Saved data entries:
<<<<
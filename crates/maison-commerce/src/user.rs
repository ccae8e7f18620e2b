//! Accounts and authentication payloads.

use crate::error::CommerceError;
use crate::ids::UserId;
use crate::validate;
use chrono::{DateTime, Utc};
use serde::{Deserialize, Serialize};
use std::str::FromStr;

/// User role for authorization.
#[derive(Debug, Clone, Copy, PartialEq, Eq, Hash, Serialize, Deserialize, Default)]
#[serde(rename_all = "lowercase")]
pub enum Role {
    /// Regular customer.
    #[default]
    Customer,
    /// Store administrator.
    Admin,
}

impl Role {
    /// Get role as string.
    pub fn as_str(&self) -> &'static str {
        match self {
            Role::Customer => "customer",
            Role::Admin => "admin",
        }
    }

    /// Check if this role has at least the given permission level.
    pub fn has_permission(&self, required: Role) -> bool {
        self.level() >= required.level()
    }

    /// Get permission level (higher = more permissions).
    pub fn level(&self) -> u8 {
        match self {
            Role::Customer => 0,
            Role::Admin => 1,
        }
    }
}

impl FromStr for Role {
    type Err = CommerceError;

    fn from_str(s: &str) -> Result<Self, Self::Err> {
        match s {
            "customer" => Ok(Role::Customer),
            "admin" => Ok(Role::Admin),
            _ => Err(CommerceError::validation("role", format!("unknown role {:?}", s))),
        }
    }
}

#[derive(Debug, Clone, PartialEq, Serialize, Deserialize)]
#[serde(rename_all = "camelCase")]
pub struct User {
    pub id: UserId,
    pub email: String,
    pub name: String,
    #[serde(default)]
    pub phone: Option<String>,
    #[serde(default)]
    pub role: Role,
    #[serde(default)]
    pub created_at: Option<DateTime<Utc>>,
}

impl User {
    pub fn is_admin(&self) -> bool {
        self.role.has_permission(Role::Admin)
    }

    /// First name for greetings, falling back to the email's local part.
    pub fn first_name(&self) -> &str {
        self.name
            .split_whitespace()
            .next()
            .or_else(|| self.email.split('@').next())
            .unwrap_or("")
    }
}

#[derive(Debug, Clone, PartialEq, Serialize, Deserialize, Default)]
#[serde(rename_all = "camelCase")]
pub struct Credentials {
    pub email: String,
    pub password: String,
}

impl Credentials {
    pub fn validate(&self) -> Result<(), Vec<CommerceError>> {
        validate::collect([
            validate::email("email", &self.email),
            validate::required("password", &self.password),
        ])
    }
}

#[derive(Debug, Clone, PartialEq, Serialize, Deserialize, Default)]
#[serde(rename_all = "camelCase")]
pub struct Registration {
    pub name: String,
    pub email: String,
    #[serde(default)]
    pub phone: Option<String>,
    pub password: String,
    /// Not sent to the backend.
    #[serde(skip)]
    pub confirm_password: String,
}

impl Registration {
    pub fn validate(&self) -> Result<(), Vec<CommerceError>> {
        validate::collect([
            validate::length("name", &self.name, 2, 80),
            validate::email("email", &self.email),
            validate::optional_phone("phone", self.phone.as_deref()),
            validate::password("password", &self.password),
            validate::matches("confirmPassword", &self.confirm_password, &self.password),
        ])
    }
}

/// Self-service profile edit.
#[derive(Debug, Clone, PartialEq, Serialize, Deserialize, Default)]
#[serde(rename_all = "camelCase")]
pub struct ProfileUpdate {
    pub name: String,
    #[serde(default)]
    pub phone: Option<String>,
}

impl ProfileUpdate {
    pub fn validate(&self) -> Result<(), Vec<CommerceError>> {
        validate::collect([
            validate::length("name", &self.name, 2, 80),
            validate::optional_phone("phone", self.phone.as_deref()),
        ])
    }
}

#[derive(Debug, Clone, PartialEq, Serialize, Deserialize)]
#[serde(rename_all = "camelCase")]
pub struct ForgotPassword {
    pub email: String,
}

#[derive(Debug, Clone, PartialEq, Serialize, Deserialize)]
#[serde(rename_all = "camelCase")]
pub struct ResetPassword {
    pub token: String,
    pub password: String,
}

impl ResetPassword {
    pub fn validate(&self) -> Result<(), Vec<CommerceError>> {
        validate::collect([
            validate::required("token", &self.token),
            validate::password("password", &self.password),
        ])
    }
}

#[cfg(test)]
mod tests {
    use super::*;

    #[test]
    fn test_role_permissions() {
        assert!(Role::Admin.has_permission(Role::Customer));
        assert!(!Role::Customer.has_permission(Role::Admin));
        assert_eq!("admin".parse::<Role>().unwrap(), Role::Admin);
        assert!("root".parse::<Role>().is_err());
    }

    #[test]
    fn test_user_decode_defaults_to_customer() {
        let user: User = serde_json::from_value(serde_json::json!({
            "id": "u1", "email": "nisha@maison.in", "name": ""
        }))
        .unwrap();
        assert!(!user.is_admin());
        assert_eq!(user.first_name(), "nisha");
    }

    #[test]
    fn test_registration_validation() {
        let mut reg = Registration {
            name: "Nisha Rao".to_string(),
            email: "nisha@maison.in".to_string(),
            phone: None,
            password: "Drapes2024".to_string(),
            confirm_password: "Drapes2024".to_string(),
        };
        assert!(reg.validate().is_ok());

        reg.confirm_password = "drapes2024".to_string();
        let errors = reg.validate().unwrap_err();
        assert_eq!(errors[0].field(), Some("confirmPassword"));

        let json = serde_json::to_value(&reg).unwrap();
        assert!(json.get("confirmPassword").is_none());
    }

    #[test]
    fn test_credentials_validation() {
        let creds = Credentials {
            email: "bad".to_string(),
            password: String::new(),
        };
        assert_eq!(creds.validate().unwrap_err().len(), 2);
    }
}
>>>>
— Exercise instructions —
Your task is to retype the records above exactly.

— Response to this exercise —
filename crates/maison-commerce/src/user.rs
repository ccae8e7f18620e2b
//! Accounts and authentication payloads.

use crate::error::CommerceError;
use crate::ids::UserId;
use crate::validate;
use chrono::{DateTime, Utc};
use serde::{Deserialize, Serialize};
use std::str::FromStr;

/// User role for authorization.
#[derive(Debug, Clone, Copy, PartialEq, Eq, Hash, Serialize, Deserialize, Default)]
#[serde(rename_all = "lowercase")]
pub enum Role {
    /// Regular customer.
    #[default]
    Customer,
    /// Store administrator.
    Admin,
}

impl Role {
    /// Get role as string.
    pub fn as_str(&self) -> &'static str {
        match self {
            Role::Customer => "customer",
            Role::Admin => "admin",
        }
    }

    /// Check if this role has at least the given permission level.
    pub fn has_permission(&self, required: Role) -> bool {
        self.level() >= required.level()
    }

    /// Get permission level (higher = more permissions).
    pub fn level(&self) -> u8 {
        match self {
            Role::Customer => 0,
            Role::Admin => 1,
        }
    }
}

impl FromStr for Role {
    type Err = CommerceError;

    fn from_str(s: &str) -> Result<Self, Self::Err> {
        match s {
            "customer" => Ok(Role::Customer),
            "admin" => Ok(Role::Admin),
            _ => Err(CommerceError::validation("role", format!("unknown role {:?}", s))),
        }
    }
}

#[derive(Debug, Clone, PartialEq, Serialize, Deserialize)]
#[serde(rename_all = "camelCase")]
pub struct User {
    pub id: UserId,
    pub email: String,
    pub name: String,
    #[serde(default)]
    pub phone: Option<String>,
    #[serde(default)]
    pub role: Role,
    #[serde(default)]
    pub created_at: Option<DateTime<Utc>>,
}

impl User {
    pub fn is_admin(&self) -> bool {
        self.role.has_permission(Role::Admin)
    }

    /// First name for greetings, falling back to the email's local part.
    pub fn first_name(&self) -> &str {
        self.name
            .split_whitespace()
            .next()
            .or_else(|| self.email.split('@').next())
            .unwrap_or("")
    }
}

#[derive(Debug, Clone, PartialEq, Serialize, Deserialize, Default)]
#[serde(rename_all = "camelCase")]
pub struct Credentials {
    pub email: String,
    pub password: String,
}

impl Credentials {
    pub fn validate(&self) -> Result<(), Vec<CommerceError>> {
        validate::collect([
            validate::email("email", &self.email),
            validate::required("password", &self.password),
        ])
    }
}

#[derive(Debug, Clone, PartialEq, Serialize, Deserialize, Default)]
#[serde(rename_all = "camelCase")]
pub struct Registration {
    pub name: String,
    pub email: String,
    #[serde(default)]
    pub phone: Option<String>,
    pub password: String,
    /// Not sent to the backend.
    #[serde(skip)]
    pub confirm_password: String,
}

impl Registration {
    pub fn validate(&self) -> Result<(), Vec<CommerceError>> {
        validate::collect([
            validate::length("name", &self.name, 2, 80),
            validate::email("email", &self.email),
            validate::optional_phone("phone", self.phone.as_deref()),
            validate::password("password", &self.password),
            validate::matches("confirmPassword", &self.confirm_password, &self.password),
        ])
    }
}

/// Self-service profile edit.
#[derive(Debug, Clone, PartialEq, Serialize, Deserialize, Default)]
#[serde(rename_all = "camelCase")]
pub struct ProfileUpdate {
    pub name: String,
    #[serde(default)]
    pub phone: Option<String>,
}

impl ProfileUpdate {
    pub fn validate(&self) -> Result<(), Vec<CommerceError>> {
        validate::collect([
            validate::length("name", &self.name, 2, 80),
            validate::optional_phone("phone", self.phone.as_deref()),
        ])
    }
}

#[derive(Debug, Clone, PartialEq, Serialize, Deserialize)]
#[serde(rename_all = "camelCase")]
pub struct ForgotPassword {
    pub email: String,
}

#[derive(Debug, Clone, PartialEq, Serialize, Deserialize)]
#[serde(rename_all = "camelCase")]
pub struct ResetPassword {
    pub token: String,
    pub password: String,
}

impl ResetPassword {
    pub fn validate(&self) -> Result<(), Vec<CommerceError>> {
        validate::collect([
            validate::required("token", &self.token),
            validate::password("password", &self.password),
        ])
    }
}

#[cfg(test)]
mod tests {
    use super::*;

    #[test]
    fn test_role_permissions() {
        assert!(Role::Admin.has_permission(Role::Customer));
        assert!(!Role::Customer.has_permission(Role::Admin));
        assert_eq!("admin".parse::<Role>().unwrap(), Role::Admin);
        assert!("root".parse::<Role>().is_err());
    }

    #[test]
    fn test_user_decode_defaults_to_customer() {
        let user: User = serde_json::from_value(serde_json::json!({
            "id": "u1", "email": "nisha@maison.in", "name": ""
        }))
        .unwrap();
        assert!(!user.is_admin());
        assert_eq!(user.first_name(), "nisha");
    }

    #[test]
    fn test_registration_validation() {
        let mut reg = Registration {
            name: "Nisha Rao".to_string(),
            email: "nisha@maison.in".to_string(),
            phone: None,
            password: "Drapes2024".to_string(),
            confirm_password: "Drapes2024".to_string(),
        };
        assert!(reg.validate().is_ok());

        reg.confirm_password = "drapes2024".to_string();
        let errors = reg.validate().unwrap_err();
        assert_eq!(errors[0].field(), Some("confirmPassword"));

        let json = serde_json::to_value(&reg).unwrap();
        assert!(json.get("confirmPassword").is_none());
    }

    #[test]
    fn test_credentials_validation() {
        let creds = Credentials {
            email: "bad".to_string(),
            password: String::new(),
        };
        assert_eq!(creds.validate().unwrap_err().len(), 2);
    }
}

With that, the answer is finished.